● WHAT IS BEING ASKED:
Print exactly what the entries say, line by line, from the first line down to the one with "use vs_services::commands::Upload;", inclusive.

START SOURCE DATA

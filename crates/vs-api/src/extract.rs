//! Extractors whose rejections speak the error envelope.

use std::collections::HashMap;

use axum::extract::{FromRequest, FromRequestParts, Multipart};
use vs_core::AppError;
use vs_services::commands::Upload;

use crate::error::ApiError;

#[derive(Debug, FromRequest)]
#[from_request(via(axum::Json), rejection(ApiError))]
pub struct ApiJson<T>(pub T);

impl<T> ApiJson<T> {
    /// Unwraps a body extracted as `Result<ApiJson<T>, ApiError>`.
    ///
    /// Owner-only routes take the body this way so a malformed payload from
    /// a non-owner still answers 403.
    pub fn deferred(body: Result<Self, ApiError>) -> Result<T, AppError> {
        body.map(|ApiJson(value)| value).map_err(|ApiError(err)| err)
    }
}

#[derive(Debug, FromRequestParts)]
#[from_request(via(axum::extract::Query), rejection(ApiError))]
pub struct ApiQuery<T>(pub T);

#[derive(Debug, FromRequestParts)]
#[from_request(via(axum::extract::Path), rejection(ApiError))]
pub struct ApiPath<T>(pub T);

/// A fully buffered `multipart/form-data` body.
///
/// Parts with a file name are uploads; every other part is a text field.
/// A repeated name keeps its last value.
#[derive(Debug, Default)]
pub struct MultipartForm {
    fields: HashMap<String, String>,
    files: HashMap<String, Upload>,
}

impl MultipartForm {
    pub async fn read(mut multipart: Multipart) -> Result<Self, ApiError> {
        let mut form = Self::default();
        while let Some(field) = multipart.next_field().await? {
            let Some(name) = field.name().map(str::to_string) else {
                continue;
            };
            if field.file_name().is_some() {
                let file_name = field.file_name().map(str::to_string);
                let content_type = field.content_type().map(str::to_string);
                let data = field.bytes().await?;
                form.files.insert(
                    name,
                    Upload {
                        file_name,
                        content_type,
                        data,
                    },
                );
            } else {
                let value = field.text().await?;
                form.fields.insert(name, value);
            }
        }
        Ok(form)
    }

    pub fn take_text(&mut self, name: &str) -> Option<String> {
        self.fields.remove(name)
    }

    pub fn take_file(&mut self, name: &str) -> Option<Upload> {
        self.files.remove(name)
    }
}
//! Staker Types

use serde::{Deserialize, Serialize};
use solana_sdk::pubkey::Pubkey;
use uuid::Uuid;

use crate::types::pool::now_secs;

/// Handle to one staker record
#[derive(Debug, Clone, Copy, PartialEq, Eq, Hash, Serialize, Deserialize)]
pub struct StakerId(Uuid);

impl StakerId {
    pub fn new() -> Self {
        Self(Uuid::new_v4())
    }

    pub fn as_uuid(&self) -> &Uuid {
        &self.0
    }
}

impl Default for StakerId {
    fn default() -> Self {
        Self::new()
    }
}

impl From<Uuid> for StakerId {
    fn from(id: Uuid) -> Self {
        Self(id)
    }
}

impl std::fmt::Display for StakerId {
    fn fmt(&self, f: &mut std::fmt::Formatter<'_>) -> std::fmt::Result {
        write!(f, "stk_{}", self.0.simple())
    }
}

/// An active depositor's position. Every field is fixed at deposit time.
#[derive(Debug, Clone, PartialEq, Eq, Serialize, Deserialize)]
pub struct StakerDetail {
    pub id: StakerId,
    pub pool_id: Pubkey,
    pub owner: Pubkey,
    /// Principal contributed
    pub deposited: u64,
    /// Shares issued for the principal
    pub shares: u64,
    pub created_at: u64,
}

impl StakerDetail {
    pub fn new(pool_id: Pubkey, owner: Pubkey, deposited: u64, shares: u64) -> Self {
        Self {
            id: StakerId::new(),
            pool_id,
            owner,
            deposited,
            shares,
            created_at: now_secs(),
        }
    }

    pub fn is_owned_by(&self, caller: &Pubkey) -> bool {
        self.owner == *caller
    }
}

#[cfg(test)]
mod tests {
    use super::*;

    #[test]
    fn test_staker_ids_are_unique() {
        let a = StakerId::new();
        let b = StakerId::new();
        assert_ne!(a, b);
        assert!(a.to_string().starts_with("stk_"));
    }

    #[test]
    fn test_ownership() {
        let owner = Pubkey::new_unique();
        let staker = StakerDetail::new(Pubkey::new_unique(), owner, 10, 10);
        assert!(staker.is_owned_by(&owner));
        assert!(!staker.is_owned_by(&Pubkey::new_unique()));
    }
}
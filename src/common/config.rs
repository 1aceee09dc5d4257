//! Environment-based Configuration for the Staking Pool
//!
//! # Environment Variables
//!
//! - `STAKEPOOL_MAX_STAKERS` - Active depositor cap per pool (default: 5)
//! - `STAKEPOOL_MIN_DEPOSIT` - Smallest accepted deposit (default: 1)
//! - `STAKEPOOL_PROGRAM_ID` - Base58 namespace for vault authority derivation
//! - `STAKEPOOL_LOG_LEVEL` - Logging level (trace, debug, info, warn, error)
//! - `STAKEPOOL_LOG_JSON` - Set to "1" for JSON log output

use std::env;
use std::str::FromStr;

use solana_sdk::pubkey::Pubkey;
use thiserror::Error;

/// Default derivation namespace for vault authorities
pub const DEFAULT_PROGRAM_ID: &str = "Fg6PaFpoGXkYsidMpWTK6W2BeZ7FEfcYkg476zPFsLnS";

/// Observed depositor cap
pub const DEFAULT_MAX_STAKERS: u8 = 5;

/// Configuration errors
#[derive(Debug, Error)]
pub enum ConfigError {
    #[error("invalid value for {0}: {1}")]
    InvalidValue(String, String),
}

/// Staking pool configuration
#[derive(Debug, Clone)]
pub struct StakingConfig {
    /// Maximum number of concurrently active depositors per pool
    pub max_stakers: u8,

    /// Smallest deposit amount accepted
    pub min_deposit: u64,

    /// Namespace the vault authority is derived under
    pub program_id: Pubkey,

    /// Log level
    pub log_level: String,

    /// Emit JSON logs
    pub json_logs: bool,
}

impl Default for StakingConfig {
    fn default() -> Self {
        Self {
            max_stakers: DEFAULT_MAX_STAKERS,
            min_deposit: 1,
            program_id: default_program_id(),
            log_level: "info".to_string(),
            json_logs: false,
        }
    }
}

impl StakingConfig {
    /// Load configuration from environment variables
    pub fn from_env() -> Result<Self, ConfigError> {
        let max_stakers = parse_env_or("STAKEPOOL_MAX_STAKERS", DEFAULT_MAX_STAKERS)?;
        let min_deposit = parse_env_or("STAKEPOOL_MIN_DEPOSIT", 1u64)?;

        let program_id = match env::var("STAKEPOOL_PROGRAM_ID") {
            Ok(value) => Pubkey::from_str(&value).map_err(|e| {
                ConfigError::InvalidValue("STAKEPOOL_PROGRAM_ID".to_string(), e.to_string())
            })?,
            Err(_) => default_program_id(),
        };

        let log_level = env::var("STAKEPOOL_LOG_LEVEL").unwrap_or_else(|_| "info".to_string());
        let json_logs = env::var("STAKEPOOL_LOG_JSON").map(|v| v == "1").unwrap_or(false);

        let config = Self {
            max_stakers,
            min_deposit,
            program_id,
            log_level,
            json_logs,
        };
        config.validate()?;

        Ok(config)
    }

    /// Reject settings no pool can operate under
    pub fn validate(&self) -> Result<(), ConfigError> {
        if self.max_stakers == 0 {
            return Err(ConfigError::InvalidValue(
                "STAKEPOOL_MAX_STAKERS".to_string(),
                "cap must be at least 1".to_string(),
            ));
        }

        if self.min_deposit == 0 {
            return Err(ConfigError::InvalidValue(
                "STAKEPOOL_MIN_DEPOSIT".to_string(),
                "zero-amount deposits are never accepted".to_string(),
            ));
        }

        Ok(())
    }

    /// Builder-style override of the depositor cap
    pub fn with_max_stakers(mut self, max_stakers: u8) -> Self {
        self.max_stakers = max_stakers;
        self
    }
}

fn default_program_id() -> Pubkey {
    Pubkey::from_str(DEFAULT_PROGRAM_ID).unwrap_or_default()
}

fn parse_env_or<T: FromStr>(var_name: &str, default: T) -> Result<T, ConfigError> {
    match env::var(var_name) {
        Ok(value) => value.parse().map_err(|_| {
            ConfigError::InvalidValue(var_name.to_string(), format!("cannot parse '{}'", value))
        }),
        Err(_) => Ok(default),
    }
}
//! Staker Ledger
//!
//! Active positions of one pool, stored as records indexed by staker id with a
//! secondary index from owner to staker id. Records are inserted on deposit and
//! removed on withdraw. The ledger is owned by the pool entry and only touched
//! while that pool's lock is held.

use std::collections::HashMap;

use solana_sdk::pubkey::Pubkey;

use crate::common::{Constraint, Result, StakingError};
use crate::types::{StakerDetail, StakerId};

#[derive(Debug, Default)]
pub struct StakerLedger {
    /// Records indexed by staker ID
    records: HashMap<StakerId, StakerDetail>,
    /// Index: owner -> staker ID
    by_owner: HashMap<Pubkey, StakerId>,
    /// Insertion sequence per record
    opened: HashMap<StakerId, u64>,
    next_seq: u64,
}

/// Sums over all active records
#[derive(Debug, Clone, Copy, PartialEq, Eq, Default)]
pub struct LedgerTotals {
    pub count: usize,
    pub deposited: u128,
    pub shares: u128,
}

impl StakerLedger {
    pub fn new() -> Self {
        Self::default()
    }

    /// Fail if `owner` already holds an open position
    pub fn ensure_no_position(&self, owner: &Pubkey) -> Result<()> {
        if self.by_owner.contains_key(owner) {
            return Err(Constraint::PositionAlreadyOpen(*owner).into());
        }
        Ok(())
    }

    pub fn insert(&mut self, record: StakerDetail) -> Result<StakerId> {
        self.ensure_no_position(&record.owner)?;

        let id = record.id;
        self.by_owner.insert(record.owner, id);
        self.opened.insert(id, self.next_seq);
        self.next_seq += 1;
        self.records.insert(id, record);
        Ok(id)
    }

    pub fn get(&self, id: &StakerId) -> Option<&StakerDetail> {
        self.records.get(id)
    }

    /// Look up a record, failing with `StakerNotFound`
    pub fn require(&self, id: &StakerId) -> Result<&StakerDetail> {
        self.records
            .get(id)
            .ok_or_else(|| StakingError::StakerNotFound(id.to_string()))
    }

    pub fn get_by_owner(&self, owner: &Pubkey) -> Option<&StakerDetail> {
        self.by_owner
            .get(owner)
            .and_then(|id| self.records.get(id))
    }

    pub fn remove(&mut self, id: &StakerId) -> Option<StakerDetail> {
        let record = self.records.remove(id)?;
        self.by_owner.remove(&record.owner);
        self.opened.remove(id);
        Some(record)
    }

    pub fn len(&self) -> usize {
        self.records.len()
    }

    pub fn is_empty(&self) -> bool {
        self.records.is_empty()
    }

    /// All records in the order they were opened
    pub fn records(&self) -> Vec<StakerDetail> {
        let mut records: Vec<(u64, StakerDetail)> = self
            .records
            .values()
            .map(|r| (self.opened.get(&r.id).copied().unwrap_or(u64::MAX), r.clone()))
            .collect();
        records.sort_by_key(|(seq, _)| *seq);
        records.into_iter().map(|(_, r)| r).collect()
    }

    pub fn totals(&self) -> LedgerTotals {
        self.records
            .values()
            .fold(LedgerTotals::default(), |acc, r| LedgerTotals {
                count: acc.count + 1,
                deposited: acc.deposited + r.deposited as u128,
                shares: acc.shares + r.shares as u128,
            })
    }
}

END SOURCE DATA

● SOLVED PROBLEM:
filename crates/vs-api/src/extract.rs
//! Extractors whose rejections speak the error envelope.

use std::collections::HashMap;

use axum::extract::{FromRequest, FromRequestParts, Multipart};
use vs_core::AppError;
use vs_services::commands::Upload;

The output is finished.